Jika dikatakan bahwa ISIS belum menguasai seluruh Irak dan Suriah, maka itu benar. Namun barat maupun timur mengakui bahwa ISIS memiliki wilayah yang dikontrol secara independen. Tidak ada yang menyangkal bahwa ISIS menguasai kota-kota besar seperti Raqqah, Mosul, Diyala, Ambar, Niwawa, dll. Bahkan 60 negara bersatu dibawah koalisi AS tidak mampu menghancurkan kemerdekaan wilayah ini, ini menunjukkan bahwa ISIS memang independen. Kekuasaannya bukanlah hanya satu komplek atau satu kampung saja, namun luas kekuasaannya melebihi Inggris dan terus bertambah insya Allah. Dengan fakta diatas kita bisa menilai bahwa khilafah memenuhi syarat pertama disebut sebagai khilafah yang benar, yaitu memiliki wilayah yang independen.

Dalam mengamankan wilayahnya, ISIS tidak bekerja sama dengan siapapun. Kemanan sepenuhnya dipegang mujahidin, baik dalam bidang militer maupun kepolisian. ISIS berlepas diri dari aliansi kufur seperti PBB, Liga Arab, dll. Dengan demikian khilafah yang didirikan ISIS memenuhi syarat kedua, yaitu keamanan yang sepenuhnya dipegang oleh muslim.

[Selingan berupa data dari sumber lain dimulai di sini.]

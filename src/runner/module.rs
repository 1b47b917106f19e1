//! Host-built modules: a named bundle of values and native functions that can
//! be instantiated into any isolate and bound as a global.

use crate::engine::{
    Engine, EngineError, IsolateId, JsValue, NativeFunction, ObjectTemplate, ScriptError,
};

/// Module definition.
///
/// ```
/// use just_embed::runner::module::Module;
/// use just_embed::engine::JsValue;
///
/// let console = Module::new()
///     .value("version", "1.0")
///     .function("echo", |args| Ok(args.first().cloned().unwrap_or(JsValue::Undefined)));
/// assert_eq!(console.len(), 2);
/// ```
#[derive(Debug, Clone, Default)]
pub struct Module {
    template: ObjectTemplate,
}

impl Module {
    pub fn new() -> Self {
        Module::default()
    }

    /// Add a native function.
    pub fn function<F>(mut self, name: impl Into<String>, func: F) -> Self
    where
        F: Fn(&[JsValue]) -> Result<JsValue, ScriptError> + 'static,
    {
        self.template.set_function(name, NativeFunction::new(func));
        self
    }

    /// Add a property.
    pub fn value(mut self, name: impl Into<String>, value: impl Into<JsValue>) -> Self {
        self.template.set_value(name, value);
        self
    }

    /// Nest another module under `name`.
    pub fn submodule(mut self, name: impl Into<String>, module: Module) -> Self {
        self.template.set_object(name, module.template);
        self
    }

    /// Instances reject writes from scripts and hosts.
    pub fn read_only(mut self) -> Self {
        self.template.set_read_only(true);
        self
    }

    pub fn template(&self) -> &ObjectTemplate {
        &self.template
    }

    pub fn len(&self) -> usize {
        self.template.len()
    }

    pub fn is_empty(&self) -> bool {
        self.template.is_empty()
    }

    /// Create a fresh object for this module on `isolate`.
    pub fn new_instance(&self, engine: &dyn Engine, isolate: IsolateId) -> Result<JsValue, EngineError> {
        engine.instantiate(isolate, &self.template)
    }
}

impl From<ObjectTemplate> for Module {
    fn from(template: ObjectTemplate) -> Self {
        Module { template }
    }
}
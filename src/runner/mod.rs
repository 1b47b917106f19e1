pub mod class_registry;
pub mod context;
mod globals;
pub mod handle;
pub mod isolate;
pub mod module;
pub mod plugin;

pub use context::{Context, ContextError, ContextOptions};
pub use globals::{REQUIRE, RUN};
pub use handle::{Global, HandleScope};
pub use isolate::{Isolate, IsolateScope};
pub use module::Module;
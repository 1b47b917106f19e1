use std::fmt;
use std::fmt::{Display, Formatter};
use std::rc::Rc;

use crate::engine::ScriptError;

pub const TYPE_STR_UNDEFINED: &str = "undefined";
pub const TYPE_STR_NULL: &str = "null";

/// Identity of an object living on an engine heap.
///
/// Only meaningful together with the isolate that allocated it.
#[derive(Debug, Clone, Copy, PartialEq, Eq, Hash, PartialOrd, Ord)]
pub struct ObjectId(pub u64);

impl Display for ObjectId {
    fn fmt(&self, f: &mut Formatter<'_>) -> fmt::Result {
        write!(f, "#{}", self.0)
    }
}

#[derive(Clone, PartialEq)]
pub enum JsValue {
    Undefined,
    Null,
    Boolean(bool),
    String(String),
    Number(JsNumberType),
    Object(ObjectId),
}

impl JsValue {
    pub fn is_undefined(&self) -> bool {
        matches!(self, JsValue::Undefined)
    }

    pub fn as_object(&self) -> Option<ObjectId> {
        match self {
            JsValue::Object(o) => Some(*o),
            _ => None,
        }
    }

    pub fn type_of(&self) -> &'static str {
        match self {
            JsValue::Undefined => TYPE_STR_UNDEFINED,
            JsValue::Null => "object",
            JsValue::Boolean(_) => "boolean",
            JsValue::String(_) => "string",
            JsValue::Number(_) => "number",
            JsValue::Object(_) => "object",
        }
    }
}

impl Display for JsValue {
    fn fmt(&self, f: &mut Formatter<'_>) -> fmt::Result {
        match self {
            JsValue::Undefined => write!(f, "{}", TYPE_STR_UNDEFINED),
            JsValue::Null => write!(f, "{}", TYPE_STR_NULL),
            JsValue::Boolean(b) => write!(f, "bool({})", b),
            JsValue::String(s) => write!(f, "\"{}\"", s),
            JsValue::Number(n) => write!(f, "{}", n),
            JsValue::Object(o) => write!(f, "object{}", o),
        }
    }
}

impl fmt::Debug for JsValue {
    fn fmt(&self, f: &mut Formatter<'_>) -> fmt::Result {
        match self {
            JsValue::Undefined => write!(f, "JsValue::Undefined"),
            JsValue::Null => write!(f, "JsValue::Null"),
            JsValue::Boolean(b) => write!(f, "JsValue::Boolean({})", b),
            JsValue::String(s) => write!(f, "JsValue::String({:?})", s),
            JsValue::Number(n) => write!(f, "JsValue::Number({:?})", n),
            JsValue::Object(o) => write!(f, "JsValue::Object({})", o),
        }
    }
}

impl From<bool> for JsValue {
    fn from(b: bool) -> Self {
        JsValue::Boolean(b)
    }
}

impl From<i32> for JsValue {
    fn from(n: i32) -> Self {
        JsValue::Number(JsNumberType::Integer(n as i64))
    }
}

impl From<i64> for JsValue {
    fn from(n: i64) -> Self {
        JsValue::Number(JsNumberType::Integer(n))
    }
}

impl From<f64> for JsValue {
    fn from(n: f64) -> Self {
        JsValue::Number(JsNumberType::Float(n))
    }
}

impl From<&str> for JsValue {
    fn from(s: &str) -> Self {
        JsValue::String(s.to_string())
    }
}

impl From<String> for JsValue {
    fn from(s: String) -> Self {
        JsValue::String(s)
    }
}

impl From<ObjectId> for JsValue {
    fn from(o: ObjectId) -> Self {
        JsValue::Object(o)
    }
}

#[derive(Debug, Clone, Copy, PartialEq)]
pub enum JsNumberType {
    Integer(i64),
    Float(f64),
}

impl JsNumberType {
    pub fn as_f64(&self) -> f64 {
        match self {
            JsNumberType::Integer(i) => *i as f64,
            JsNumberType::Float(f) => *f,
        }
    }
}

impl Display for JsNumberType {
    fn fmt(&self, f: &mut Formatter<'_>) -> fmt::Result {
        match self {
            JsNumberType::Integer(i) => write!(f, "{}", i),
            JsNumberType::Float(nf) if nf.is_nan() => write!(f, "NaN"),
            JsNumberType::Float(nf) if nf.is_infinite() && *nf > 0.0 => write!(f, "+Infinity"),
            JsNumberType::Float(nf) if nf.is_infinite() => write!(f, "-Infinity"),
            JsNumberType::Float(nf) => write!(f, "{}", nf),
        }
    }
}

/// Host callable stored inside a function object.
///
/// Receives the call arguments; the host captures whatever else it needs.
#[derive(Clone)]
pub struct NativeFunction(Rc<dyn Fn(&[JsValue]) -> Result<JsValue, ScriptError>>);

impl NativeFunction {
    pub fn new<F>(f: F) -> Self
    where
        F: Fn(&[JsValue]) -> Result<JsValue, ScriptError> + 'static,
    {
        NativeFunction(Rc::new(f))
    }

    pub fn call(&self, args: &[JsValue]) -> Result<JsValue, ScriptError> {
        (self.0)(args)
    }
}

impl fmt::Debug for NativeFunction {
    fn fmt(&self, f: &mut Formatter<'_>) -> fmt::Result {
        write!(f, "NativeFunction(..)")
    }
}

Dalam penerapan syariah, khilafah yang diterapkan ISIS langsung menerapkan syariah islam secara kaffah. Sebagian penduduk masih kaget dengan syariat yang langsung diterapkan ini, namun seiring waktu, khilafah terus mengedukasi masyarakat agar terbiasa dan nyaman dengan hukum syariah. Tidak ditahapkannya penerapan syariah islam ini karena saat ini Al-Qur’an dan Assunnah sudah lengkap dan telah terbeban dalam setiap pundak kaum muslimin. Rasulullah SAW mencontohkan bahwa ketika syariat sudah turun, maka langsung diterapkan, sebagaimana saat diwajibkannya memakai kerudung bagi perempuan, maka perempuan di masa Rasulullah SAW sampai merobek gorden di rumahnya untuk dijadikan sebagai kerudung. Begitu juga ketika turunnya larangan meminum khamr, maka saat itu juga seluruh kaum muslimin memecahkan kendi-kendi khamr mereka. Dengan fakta ini maka dapat disimpulkan khilafah yang didirikan oleh ISIS memenuhi syarat ketiga, yaitu penerapan syariah kaffah.

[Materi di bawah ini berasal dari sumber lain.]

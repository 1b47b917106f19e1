//! Extension module loaded through the platform dynamic linker by the
//! native module tests.

use just_embed::engine::JsValue;
use just_embed::runner::plugin::PluginScope;
use just_embed::runner::Module;

pub struct Gadget;

fn init(scope: &mut PluginScope<'_>) -> Result<JsValue, String> {
    let proto = scope.instantiate(&Module::new().value("kind", "gadget"))?;
    scope
        .register_class::<Gadget>("Gadget", proto.clone())
        .map_err(|e| e.to_string())?;
    let instance = scope.instantiate(&Module::new().value("serial", 7))?;
    scope
        .wrap_object::<Gadget>(instance.clone())
        .map_err(|e| e.to_string())?;

    let name = scope.module_name().to_string();
    scope.instantiate(
        &Module::new()
            .value("name", name)
            .value("ready", true)
            .value("Gadget", proto)
            .value("instance", instance)
            .function("answer", |_| Ok(JsValue::from(42))),
    )
}

just_embed::plugin_init!(init);
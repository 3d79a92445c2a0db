use std::sync::Arc;

use crate::coords::{Position, Viewport};
use crate::geometry::{self, BuildError, TemplateEntry};
use crate::projection::Crs;
use crate::scene::{Bin, Drawable, DrawableSink, LineMaterial};
use crate::style::{Accessor, LineAccessors, StrokeColor};

use super::{Feature, FeatureBase, FeatureCtx, JoinConfig, LineFeatureConfig};

/// Extracts the polyline of one record: `(record, record_index) -> points`.
pub type LineGetter<R, P> = Box<dyn Fn(&R, usize) -> Vec<P>>;

/// A dataset of polylines drawn as constant-pixel-width mitered lines.
///
/// `R` is the record type of the dataset and `P` the point type produced by
/// the line getter. Style accessors are evaluated per point on rebuild;
/// changing any of them (or the data) schedules a rebuild for the next
/// [`update`](Feature::update). Visibility, bin and join tuning are applied
/// without rebuilding.
pub struct LineFeature<R, P> {
    base: FeatureBase,
    join: JoinConfig,
    dynamic_draw: bool,

    data: Vec<R>,
    line: LineGetter<R, P>,
    accessors: LineAccessors<P>,

    drawable: Option<Drawable>,
    warned_surface: bool,
}

impl<R, P: 'static> LineFeature<R, P> {
    pub fn new<F>(config: LineFeatureConfig, line: F, position: Accessor<P, Position>) -> Self
    where
        F: Fn(&R, usize) -> Vec<P> + 'static,
    {
        let LineFeatureConfig {
            source_crs,
            visible,
            bin,
            dynamic_draw,
            join,
        } = config;

        Self {
            base: FeatureBase::new(source_crs, visible, bin),
            join,
            dynamic_draw,
            data: Vec::new(),
            line: Box::new(line),
            accessors: LineAccessors::new(position),
            drawable: None,
            warned_surface: false,
        }
    }
}

impl<P> LineFeature<Vec<P>, P>
where
    P: Copy + Into<Position> + 'static,
{
    /// Feature whose records are the polylines themselves.
    pub fn from_point_lists(config: LineFeatureConfig) -> Self {
        Self::new(config, |points: &Vec<P>, _| points.clone(), Accessor::identity())
    }
}

impl<R, P> LineFeature<R, P> {
    /// The constant per-segment expansion template.
    pub fn vertex_template() -> &'static [TemplateEntry] {
        geometry::vertex_template()
    }

    pub fn vertices_per_segment() -> usize {
        geometry::vertices_per_segment()
    }

    pub fn data(&self) -> &[R] {
        &self.data
    }

    pub fn set_data(&mut self, data: Vec<R>) {
        self.data = data;
        self.base.data_modified();
    }

    /// Mutates the dataset in place and schedules a rebuild.
    pub fn edit_data(&mut self, f: impl FnOnce(&mut Vec<R>)) {
        f(&mut self.data);
        self.base.data_modified();
    }

    pub fn set_line<F>(&mut self, line: F)
    where
        F: Fn(&R, usize) -> Vec<P> + 'static,
    {
        self.line = Box::new(line);
        self.base.modified();
    }

    pub fn set_position(&mut self, accessor: Accessor<P, Position>) {
        self.accessors.position = accessor;
        self.base.modified();
    }

    pub fn set_stroke_width(&mut self, accessor: Accessor<P, f32>) {
        self.accessors.stroke_width = accessor;
        self.base.modified();
    }

    pub fn set_stroke_color(&mut self, accessor: Accessor<P, StrokeColor>) {
        self.accessors.stroke_color = accessor;
        self.base.modified();
    }

    pub fn set_stroke_opacity(&mut self, accessor: Accessor<P, f32>) {
        self.accessors.stroke_opacity = accessor;
        self.base.modified();
    }

    pub fn set_source_crs(&mut self, crs: Crs) {
        self.base.set_source_crs(crs);
    }

    pub fn set_visible(&mut self, visible: bool) {
        self.base.set_visible(visible);
    }

    pub fn set_bin(&mut self, bin: Bin) {
        self.base.set_bin(bin);
    }

    pub fn join(&self) -> JoinConfig {
        self.join
    }

    /// Applied through the material on the next update.
    pub fn set_join(&mut self, join: JoinConfig) {
        self.join = join;
    }

    pub fn dynamic_draw(&self) -> bool {
        self.dynamic_draw
    }

    fn material(&mut self, surface: Viewport) -> LineMaterial {
        if !(surface.width > 0.0 && surface.width.is_finite()) && !self.warned_surface {
            log::warn!("line feature: unusable surface width {}; strokes collapse", surface.width);
            self.warned_surface = true;
        }
        LineMaterial {
            pixel_width: surface.pixel_width(),
            join_cos_threshold: self.join.cos_threshold,
        }
    }
}

impl<R, P> Feature for LineFeature<R, P> {
    fn base(&self) -> &FeatureBase {
        &self.base
    }

    fn base_mut(&mut self) -> &mut FeatureBase {
        &mut self.base
    }

    fn build(&mut self, ctx: &mut FeatureCtx<'_>) -> Result<(), BuildError> {
        if self.base.is_exited() {
            log::debug!("line feature: build after exit ignored");
            return Ok(());
        }

        let polylines: Vec<Vec<P>> = self
            .data
            .iter()
            .enumerate()
            .map(|(i, record)| (self.line)(record, i))
            .collect();

        // Built completely before anything is swapped.
        let geometry = geometry::build_line_buffers(
            &polylines,
            &self.accessors,
            ctx.transform,
            self.base.source_crs(),
            ctx.map_crs,
        )?;

        let material = self.material(ctx.surface);
        let drawable = self
            .drawable
            .get_or_insert_with(|| Drawable::new(material, self.dynamic_draw));
        drawable.replace_geometry(Arc::new(geometry));
        drawable.set_material(material);
        drawable.set_visible(self.base.visible());
        drawable.set_bin(self.base.bin());
        ctx.sink.add_drawable(drawable);

        self.base.mark_built();
        log::debug!(
            "line feature: built {} lines into {} vertices",
            polylines.len(),
            drawable.geometry().vertex_count()
        );
        Ok(())
    }

    fn update(&mut self, ctx: &mut FeatureCtx<'_>) -> Result<(), BuildError> {
        if self.base.is_exited() {
            return Ok(());
        }

        // On failure the previous drawable is still refreshed below; the
        // feature stays dirty and retries on the next update.
        let built = if self.base.needs_rebuild() { self.build(ctx) } else { Ok(()) };

        let material = self.material(ctx.surface);
        if let Some(drawable) = self.drawable.as_mut() {
            drawable.set_material(material);
            drawable.set_visible(self.base.visible());
            drawable.set_bin(self.base.bin());

            let id = drawable.id();
            ctx.sink.set_material(id, material);
            ctx.sink.set_visible(id, self.base.visible());
            ctx.sink.set_bin(id, self.base.bin());
        }

        built?;
        self.base.mark_updated();
        log::trace!("line feature: updated (pixel width {})", material.pixel_width);
        Ok(())
    }

    fn drawables(&self) -> &[Drawable] {
        self.drawable.as_slice()
    }

    fn exit(&mut self, sink: &mut dyn DrawableSink) {
        if let Some(drawable) = self.drawable.take() {
            sink.remove_drawable(drawable.id());
        }
        self.base.mark_exited();
    }
}

#[cfg(test)]
mod tests {
    use super::*;
    use crate::projection::Projector;
    use crate::scene::Scene;

    fn feature() -> LineFeature<Vec<[f64; 2]>, [f64; 2]> {
        LineFeature::from_point_lists(LineFeatureConfig::default())
    }

    fn update(f: &mut LineFeature<Vec<[f64; 2]>, [f64; 2]>, scene: &mut Scene, width: f32) {
        let crs = Crs::WGS84;
        let projector = Projector::new();
        let mut ctx = FeatureCtx::new(scene, Viewport::new(width, 600.0), &crs, &projector);
        f.update(&mut ctx).unwrap();
    }

    #[test]
    fn template_is_exposed() {
        type F = LineFeature<Vec<[f64; 2]>, [f64; 2]>;
        assert_eq!(F::vertices_per_segment(), 6);
        assert_eq!(F::vertex_template().len(), 6);
    }

    #[test]
    fn record_getter_receives_record_index() {
        struct Track {
            points: Vec<[f64; 2]>,
        }
        let mut f: LineFeature<Track, [f64; 2]> = LineFeature::new(
            LineFeatureConfig::default(),
            |t: &Track, i| t.points.iter().map(|p| [p[0], p[1] + i as f64]).collect(),
            Accessor::identity(),
        );
        f.set_data(vec![
            Track { points: vec![[0.0, 0.0], [1.0, 0.0]] },
            Track { points: vec![[0.0, 0.0], [1.0, 0.0]] },
        ]);

        let mut scene = Scene::new();
        let crs = Crs::WGS84;
        let projector = Projector::new();
        let mut ctx = FeatureCtx::new(&mut scene, Viewport::new(800.0, 600.0), &crs, &projector);
        f.update(&mut ctx).unwrap();

        let geometry = f.drawables()[0].geometry();
        assert_eq!(geometry.vertex_count(), 12);
        assert_eq!(geometry.vertices()[6].pos[1], 1.0);
    }

    #[test]
    fn join_change_does_not_rebuild() {
        let mut f = feature();
        let mut scene = Scene::new();
        f.set_data(vec![vec![[0.0, 0.0], [1.0, 0.0]]]);
        update(&mut f, &mut scene, 800.0);
        let version = f.drawables()[0].geometry_version();

        f.set_join(JoinConfig { cos_threshold: 0.5 });
        assert!(!f.needs_rebuild());
        update(&mut f, &mut scene, 800.0);

        let d = &f.drawables()[0];
        assert_eq!(d.geometry_version(), version);
        assert_eq!(d.material().join_cos_threshold, 0.5);
        assert_eq!(scene.get(d.id()).map(|d| d.material().join_cos_threshold), Some(0.5));
    }

    #[test]
    fn update_after_exit_is_a_no_op() {
        let mut f = feature();
        let mut scene = Scene::new();
        f.set_data(vec![vec![[0.0, 0.0], [1.0, 0.0]]]);
        update(&mut f, &mut scene, 800.0);
        f.exit(&mut scene);
        update(&mut f, &mut scene, 800.0);
        assert!(f.drawables().is_empty());
        assert!(scene.is_empty());
    }
}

Bagaimana dengan khalifahnya? Syeikh Abu Bakar Albaghdady adalah seorang muslim, baligh, laki-laki, merdeka, adli dan mampu. Bahkan beliau memenuhi syarat yang lebih dari itu, yaitu syarat yang diadobsi oleh sebagian madzhab yaitu harus bangsa Quraisy. Dengan fakta ini  saja dapat dilihat bahwa khilafah yang didirikan ISIS memenuhi syarat keempat, yaitu terpenuhinya syarat khalifah. Selain itu Syeikh Abu bakar Albaghdady adalah keturunan Rasulullah SAW dari jalur Hussein bin Ali, yang ini mengharuskan kita mencintainya, sebab Ia termasuk dalam Ahlul Bait, selama Ia memegang Al-Qur’an dan Assunnah. 

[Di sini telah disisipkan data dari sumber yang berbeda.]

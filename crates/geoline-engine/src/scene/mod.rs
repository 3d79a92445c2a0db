//! Scene resources.
//!
//! Responsibilities:
//! - describe a drawable: immutable geometry plus material, visibility and bin
//! - accept drawables from features through the [`DrawableSink`] trait
//! - provide deterministic draw order (bin, then insertion order)

mod drawable;
mod order;
mod registry;

pub use drawable::{Drawable, DrawableId, LineMaterial};
pub use order::{Bin, SortKey};
pub use registry::{DrawableSink, Scene};
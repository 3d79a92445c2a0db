use bytemuck::{Pod, Zeroable};

/// One expanded line vertex as uploaded to the GPU.
///
/// `prev` equals `pos` at the first point of a polyline and `next` equals `pos`
/// at the last one, so a missing neighbor yields a zero-length delta.
#[repr(C)]
#[derive(Debug, Copy, Clone, PartialEq, Pod, Zeroable)]
pub struct LineVertex {
    pub pos: [f32; 3],
    pub prev: [f32; 3],
    pub next: [f32; 3],
    /// Side of the line, `+1` or `-1`.
    pub offset: f32,
    /// Stroke width in pixels.
    pub stroke_width: f32,
    pub stroke_color: [f32; 3],
    /// Negative means hidden.
    pub stroke_opacity: f32,
}

impl LineVertex {
    const ATTRS: [wgpu::VertexAttribute; 7] = wgpu::vertex_attr_array![
        0 => Float32x3, // pos
        1 => Float32x3, // prev
        2 => Float32x3, // next
        3 => Float32,   // offset
        4 => Float32,   // stroke_width
        5 => Float32x3, // stroke_color
        6 => Float32    // stroke_opacity
    ];

    pub fn layout() -> wgpu::VertexBufferLayout<'static> {
        wgpu::VertexBufferLayout {
            array_stride: std::mem::size_of::<LineVertex>() as u64,
            step_mode: wgpu::VertexStepMode::Vertex,
            attributes: &Self::ATTRS,
        }
    }
}

#[cfg(test)]
mod tests {
    use super::*;

    #[test]
    fn layout_is_tightly_packed() {
        assert_eq!(std::mem::size_of::<LineVertex>(), 15 * 4);
        let layout = LineVertex::layout();
        assert_eq!(layout.array_stride, 60);
        let offsets: Vec<u64> = layout.attributes.iter().map(|a| a.offset).collect();
        assert_eq!(offsets, vec![0, 12, 24, 36, 40, 44, 56]);
    }
}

Rasulullah saw bersabda “Dahulu bani Israil selalu dipimpin oleh para Nabi, setiap meninggal seorang Nabi diganti oleh Nabi lainnya. Sesungguhnya setelahku ini tidak ada Nabi lagi, namun akan ada setelahku beberapa khalifah, bahkan akan bertambah banyak. Sahabat bertanya, ”Apakah yang engkau perintahkan kepada kami?” Beliau menjawab, ”Tepatilah bai’atmu pada yang pertama, maka untuk yang pertama dan berikan pada mereka haknya. Maka sesungguhnya Allah akan menanya mereka tentang hal apa yang diamanatkan dalam kepemimpinannya.” (Hadits Shahih Riwayat Muslim dari Abu Hurairah).
Khilafah telah berdiri dengan haq, maka haram kaum muslimin untuk memperjuangkan tegaknya khilafah yang kedua. Umat Islam hanya boleh memiliki satu khalifah, dan upaya penegakan khilafah yang kedua termasuk dalam pemberontakan.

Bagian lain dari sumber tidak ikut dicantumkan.